- Leader: Jaafar Aziz
- Ideology: Islamic democracy; Moderation;
- Political position: Centre
- Religion: Shia Islam
- Colours: Cyan
- Council of Representatives: 8 / 329

Website
- eshraqa.org

= Ishraqat Kanoon =

Political Party in Iraq

Ishraqat Kanoon (إشراقة كانون) is an Islamic political party that first contested the 2021 Iraqi parliamentary election, winning six seats. In 2022, it gained an additional seat. The party is widely believed to have links to elements of the Najaf clergy. Ideologically, Ishraqat Kanoon seeks to combine Islamic principles with civil and reform-oriented values, and it has been described as attempting to bridge secular civic approaches with religious identity.

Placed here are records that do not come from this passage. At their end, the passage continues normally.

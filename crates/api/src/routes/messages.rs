//! Route definitions for the `/messages` resource.

use axum::routing::{get, post};
use axum::Router;

use crate::handlers::messages;
use crate::state::AppState;

/// Routes mounted at `/messages`.
///
/// ```text
/// GET    /                -> list_messages
/// POST   /                -> create_message
/// POST   /read-all        -> mark_all_read
/// GET    /unread-count    -> unread_count
/// POST   /{id}/read       -> mark_read
/// ```
pub fn router() -> Router<AppState> {
    Router::new()
        .route("/", get(messages::list_messages).post(messages::create_message))
        .route("/read-all", post(messages::mark_all_read))
        .route("/unread-count", get(messages::unread_count))
        .route("/{id}/read", post(messages::mark_read))
}
//! Fan-out worker: periodically runs the message pipeline.
//!
//! Connects to the database, loads the inbox configuration from the
//! environment, builds the configured delivery backends, and runs
//! [`Processor::process_new_messages`] on a fixed interval until the
//! process receives Ctrl-C.

use std::sync::Arc;
use std::time::Duration;

use anyhow::Context;
use inbox_core::config;
use inbox_events::delivery::app_push::create_app_push_backend;
use inbox_events::delivery::email::{
    EmailBackend, EmailConfig, LocmemEmailBackend, SmtpEmailBackend,
};
use inbox_events::EventBus;
use inbox_pipeline::Processor;
use tokio_util::sync::CancellationToken;
use tracing_subscriber::{layer::SubscriberExt, util::SubscriberInitExt};

/// Default seconds between pipeline runs.
const DEFAULT_PROCESS_INTERVAL_SECS: u64 = 60;

#[tokio::main]
async fn main() -> anyhow::Result<()> {
    dotenvy::dotenv().ok();

    tracing_subscriber::registry()
        .with(
            tracing_subscriber::EnvFilter::try_from_default_env()
                .unwrap_or_else(|_| "inbox_worker=info,inbox_pipeline=info".into()),
        )
        .with(tracing_subscriber::fmt::layer())
        .init();

    let database_url =
        std::env::var("DATABASE_URL").context("DATABASE_URL must be set")?;
    let pool = inbox_db::create_pool(&database_url)
        .await
        .context("Failed to connect to database")?;
    inbox_db::health_check(&pool)
        .await
        .context("Database health check failed")?;
    inbox_db::run_migrations(&pool)
        .await
        .context("Failed to run migrations")?;

    config::install(config::load_from_env().context("Invalid inbox configuration")?);

    let resolved = config::get();
    let push = create_app_push_backend(&resolved.backends.app_push)
        .context("Failed to build app push backend")?;
    let email: Arc<dyn EmailBackend> = match EmailConfig::from_env() {
        Some(smtp) => Arc::new(SmtpEmailBackend::new(smtp)),
        None => {
            tracing::warn!("SMTP_HOST not set; emails go to the in-memory outbox");
            Arc::new(LocmemEmailBackend::default())
        }
    };

    let bus = Arc::new(EventBus::default());
    let processor = Processor::new(pool, push, email, bus);

    let interval_secs = std::env::var("PROCESS_INTERVAL_SECS")
        .ok()
        .and_then(|v| v.parse().ok())
        .unwrap_or(DEFAULT_PROCESS_INTERVAL_SECS);

    let cancel = CancellationToken::new();
    let signal_token = cancel.clone();
    tokio::spawn(async move {
        if tokio::signal::ctrl_c().await.is_ok() {
            tracing::info!("Shutdown signal received");
            signal_token.cancel();
        }
    });

    tracing::info!(interval_secs, "Worker starting");
    run_loop(&processor, interval_secs, cancel).await;
    tracing::info!("Worker stopped");
    Ok(())
}

/// Run the pipeline on a fixed interval until cancelled.
///
/// Configuration is re-read from the process cache every tick, so an
/// `install` or `reset` takes effect on the next run without a restart.
async fn run_loop(processor: &Processor, interval_secs: u64, cancel: CancellationToken) {
    let mut interval = tokio::time::interval(Duration::from_secs(interval_secs));

    loop {
        tokio::select! {
            _ = cancel.cancelled() => {
                tracing::info!("Worker loop cancelled");
                break;
            }
            _ = interval.tick() => {
                let resolved = config::get();
                if let Err(e) = processor.process_new_messages(&resolved).await {
                    tracing::error!(error = %e, "Pipeline run failed");
                }
            }
        }
    }
}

The party received 100,374 votes, 1.13% of the national total, in the 2021 election. It won two seats each in the Babylon and Karbala governorates, and one seat each in Baghdad and Al-Qadisiyyah. Ishraqat Kanoon emerged partly from networks associated with the Tishreen protest movement, although analysts note that its ability to reshape Iraq’s political balance has been constrained by state repression, fragmentation within protest-origin groups, and co-optation by established parties.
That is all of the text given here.